Subtribe of the Barakzai Durrani Pashtuns

Mohammadzai (محمدزی), also spelled Moḥammadzay (meaning "descendants of Mohammad"), is a Pashtun sub-tribe or clan of the Barakzai which is part of the Durrani confederacy of tribes. They are primarily centered on Kandahar, Kabul and Ghazni in Afghanistan as well as in the city of Charsadda in neighbouring Pakistan. The Mohammadzai ruled Afghanistan from 1823 to 1978, for a total of 155 years. Their rule ended under Daoud Khan when the Communists took power via a Soviet-backed coup.

==Distribution==
Mohammadzai are the most prominent and powerful branch of the Durrani confederacy, and are primarily centered on Kandahar. They can also be found in other provinces throughout Afghanistan as well as across the border in present-day Pakistan.

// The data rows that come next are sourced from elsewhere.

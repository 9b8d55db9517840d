//! Command implementations

pub mod analyze;
pub mod openers;
pub mod precompute;
pub mod simple;
pub mod simulate;
pub mod solve;

pub use analyze::{AnalysisResult, analyze_word};
pub use openers::{OpenerEntry, OpenersResult, rank_top_openers};
pub use precompute::{PrecomputeResult, precompute_matrix};
pub use simple::run_simple;
pub use simulate::{SimulationConfig, SimulationResult, measure_results};
pub use solve::{GuessStep, SolveConfig, SolveResult, solve_word};
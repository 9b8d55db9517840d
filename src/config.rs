//! Named defaults and settings shared by the CLI and the interactive modes

/// Zero-guess deviation minimizer of the embedded vocabulary
///
/// Re-derive with the `openers` command after changing `data/words_10.txt`.
pub const DEFAULT_OPENER: &str = "conditions";

/// Games per `simulate` run
pub const DEFAULT_GAMES: usize = 100;

/// Seed used by `simulate` when none is given
pub const DEFAULT_SEED: u64 = 42;

/// How the first guess is chosen
#[derive(Debug, Clone, PartialEq, Eq)]
pub enum OpenerChoice {
    /// Always open with this word
    Fixed(String),
    /// Rank the vocabulary at start-up and open with the best word
    Auto,
}

impl OpenerChoice {
    /// Parse a `--opener` value: "auto" or a word
    #[must_use]
    pub fn from_name(name: &str) -> Self {
        if name.eq_ignore_ascii_case("auto") {
            Self::Auto
        } else {
            Self::Fixed(name.to_lowercase())
        }
    }

    /// Default for a word list: the precomputed opener for the embedded words, computed
    /// otherwise
    #[must_use]
    pub fn default_for(embedded: bool) -> Self {
        if embedded {
            Self::Fixed(DEFAULT_OPENER.to_string())
        } else {
            Self::Auto
        }
    }
}

/// Which gamer plays
#[derive(Debug, Clone, Copy, PartialEq, Eq, Default)]
pub enum GamerKind {
    #[default]
    Partition,
    Random,
}

impl GamerKind {
    /// Create from name string
    ///
    /// Supported names: "partition", "random". Defaults to partition if name is
    /// unrecognized.
    #[must_use]
    pub fn from_name(name: &str) -> Self {
        match name {
            "random" => Self::Random,
            _ => Self::Partition,
        }
    }
}

#[cfg(test)]
mod tests {
    use super::*;

    #[test]
    fn opener_choice_parsing() {
        assert_eq!(OpenerChoice::from_name("auto"), OpenerChoice::Auto);
        assert_eq!(OpenerChoice::from_name("AUTO"), OpenerChoice::Auto);
        assert_eq!(
            OpenerChoice::from_name("Monitoring"),
            OpenerChoice::Fixed("monitoring".to_string())
        );
    }

    #[test]
    fn opener_default_depends_on_word_list() {
        assert_eq!(
            OpenerChoice::default_for(true),
            OpenerChoice::Fixed(DEFAULT_OPENER.to_string())
        );
        assert_eq!(OpenerChoice::default_for(false), OpenerChoice::Auto);
    }

    #[test]
    fn gamer_kind_parsing() {
        assert_eq!(GamerKind::from_name("random"), GamerKind::Random);
        assert_eq!(GamerKind::from_name("partition"), GamerKind::Partition);
        assert_eq!(GamerKind::from_name("unknown"), GamerKind::Partition);
    }
}
//! Interactive TUI mode
//!
//! The player thinks of a word and types the score of each suggested guess.

mod app;
mod rendering;

pub use app::{App, run_tui};
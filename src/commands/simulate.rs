//! Simulation command
//!
//! Plays many games against a uniform random oracle and reports the mean remaining payout.
//! Every game gets its own RNG seeded from `seed + game_index`, so a run is reproducible for a
//! given seed whether it runs on one thread or many.

use crate::config::{GamerKind, OpenerChoice};
use crate::core::Vocabulary;
use crate::game::{GameRecord, play_game};
use crate::matrix::ScoreMatrix;
use crate::oracle::{Oracle, UniformOracle};
use crate::solver::{Gamer, GamerType, SolverError, resolve_opener};
use anyhow::{Context, Result};
use indicatif::{ProgressBar, ProgressStyle};
use rand::SeedableRng;
use rand::rngs::StdRng;
use rayon::prelude::*;
use std::collections::BTreeMap;
use std::time::{Duration, Instant};

/// Configuration for a simulation run
#[derive(Debug, Clone)]
pub struct SimulationConfig {
    pub games: usize,
    pub seed: u64,
    pub gamer: GamerKind,
    pub opener: OpenerChoice,
    /// Run games on one thread instead of the rayon pool
    pub sequential: bool,
    pub show_progress: bool,
}

impl SimulationConfig {
    #[must_use]
    pub const fn new(games: usize, seed: u64, opener: OpenerChoice) -> Self {
        Self {
            games,
            seed,
            gamer: GamerKind::Partition,
            opener,
            sequential: false,
            show_progress: false,
        }
    }
}

/// Aggregate result of a simulation run
#[derive(Debug)]
pub struct SimulationResult {
    pub gamer_name: String,
    pub oracle_name: String,
    pub opener: String,
    pub games: usize,
    pub total_payout: usize,
    /// Mean remaining payout per game
    pub mean_payout: f64,
    pub wins: usize,
    /// Guess count -> games won with that many guesses
    pub guess_distribution: BTreeMap<usize, usize>,
    /// Remaining payout -> games
    pub payout_distribution: BTreeMap<usize, usize>,
    pub duration: Duration,
    pub games_per_second: f64,
    /// Per-game records, in game order
    pub records: Vec<GameRecord>,
}

impl SimulationResult {
    fn from_records(
        gamer_name: &str,
        oracle_name: &str,
        opener: &str,
        records: Vec<GameRecord>,
        duration: Duration,
    ) -> Self {
        let games = records.len();
        let total_payout: usize = records.iter().map(|r| r.payout).sum();
        let wins = records.iter().filter(|r| r.won).count();

        let mut guess_distribution = BTreeMap::new();
        let mut payout_distribution = BTreeMap::new();
        for record in &records {
            if record.won {
                *guess_distribution.entry(record.guess_count()).or_insert(0) += 1;
            }
            *payout_distribution.entry(record.payout).or_insert(0) += 1;
        }

        let mean_payout = if games > 0 {
            total_payout as f64 / games as f64
        } else {
            0.0
        };

        Self {
            gamer_name: gamer_name.to_string(),
            oracle_name: oracle_name.to_string(),
            opener: opener.to_string(),
            games,
            total_payout,
            mean_payout,
            wins,
            guess_distribution,
            payout_distribution,
            duration,
            games_per_second: games as f64 / duration.as_secs_f64().max(f64::EPSILON),
            records,
        }
    }

    /// Games lost, as a share of all games
    #[must_use]
    pub fn loss_rate(&self) -> f64 {
        if self.games == 0 {
            return 0.0;
        }
        (self.games - self.wins) as f64 / self.games as f64
    }
}

/// Run `config.games` games and aggregate the results
///
/// # Errors
///
/// Returns an error if the matrix does not belong to the vocabulary, the opener is unknown,
/// or a game hits a solver contract violation.
///
/// # Examples
/// ```
/// use overlap_solver::commands::simulate::{SimulationConfig, measure_results};
/// use overlap_solver::config::OpenerChoice;
/// use overlap_solver::core::Vocabulary;
/// use overlap_solver::matrix::ScoreMatrix;
///
/// let vocabulary = Vocabulary::from_words(["abc", "abd", "xyz", "bcd"]).unwrap();
/// let matrix = ScoreMatrix::build(&vocabulary);
///
/// let config = SimulationConfig::new(20, 7, OpenerChoice::Auto);
/// let result = measure_results(&vocabulary, &matrix, &config).unwrap();
/// assert_eq!(result.games, 20);
/// assert!(result.mean_payout > 0.0);
/// ```
pub fn measure_results(
    vocabulary: &Vocabulary,
    matrix: &ScoreMatrix,
    config: &SimulationConfig,
) -> Result<SimulationResult> {
    matrix
        .verify(vocabulary)
        .context("Score matrix does not match the word list")?;

    // Resolve an automatic opener once instead of once per game
    let opener = resolve_opener(vocabulary, matrix, &config.opener)?;
    let opener_choice = OpenerChoice::Fixed(opener.text().to_string());

    let progress = if config.show_progress {
        let pb = ProgressBar::new(config.games as u64);
        pb.set_style(
            ProgressStyle::default_bar()
                .template("{spinner:.green} [{bar:40.cyan/blue}] {pos}/{len} ({percent}%) | {msg}")?
                .progress_chars("█▓▒░"),
        );
        pb.set_message(format!("{} games", config.games));
        pb
    } else {
        ProgressBar::hidden()
    };

    let gamer_name = GamerType::new(
        config.gamer,
        vocabulary,
        matrix,
        &opener_choice,
        StdRng::seed_from_u64(config.seed),
    )?
    .name();
    let oracle_name = UniformOracle::new(StdRng::seed_from_u64(config.seed))
        .name()
        .to_string();

    let play = |i: usize| -> Result<GameRecord, SolverError> {
        let mut rng = StdRng::seed_from_u64(config.seed.wrapping_add(i as u64));
        let gamer_rng = StdRng::from_rng(&mut rng);

        let mut gamer = GamerType::new(config.gamer, vocabulary, matrix, &opener_choice, gamer_rng)?;
        let mut oracle = UniformOracle::new(rng);
        let secret = oracle
            .pick_word(vocabulary)
            .ok_or(SolverError::NoCandidates)?;

        let record = play_game(&mut gamer, secret)?;
        progress.inc(1);
        Ok(record)
    };

    let start = Instant::now();
    let records: Vec<GameRecord> = if config.sequential {
        (0..config.games).map(play).collect::<Result<_, _>>()?
    } else {
        (0..config.games)
            .into_par_iter()
            .map(play)
            .collect::<Result<_, _>>()?
    };
    let duration = start.elapsed();
    progress.finish_with_message("Complete!");

    Ok(SimulationResult::from_records(
        gamer_name,
        &oracle_name,
        opener.text(),
        records,
        duration,
    ))
}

Musahiban are the descendants of Sultan Mohammad Khan, also known as "Telai". Telai means Gold in Dari. He was the elder brother of Dost Mohammed Khan.

==Language==
The principal language of the Mohammadzai is Pashto, more specifically the Southern (Kandahari) dialect of Pashto. Dari is also used as the language for records and correspondence.

==Politics==
From 1823 to 1978, rulers of Afghanistan belonged to the two branches of one Barakzai dynasty descending from the chiefs of the Barakzai tribe (belonging to the Mohammadzai).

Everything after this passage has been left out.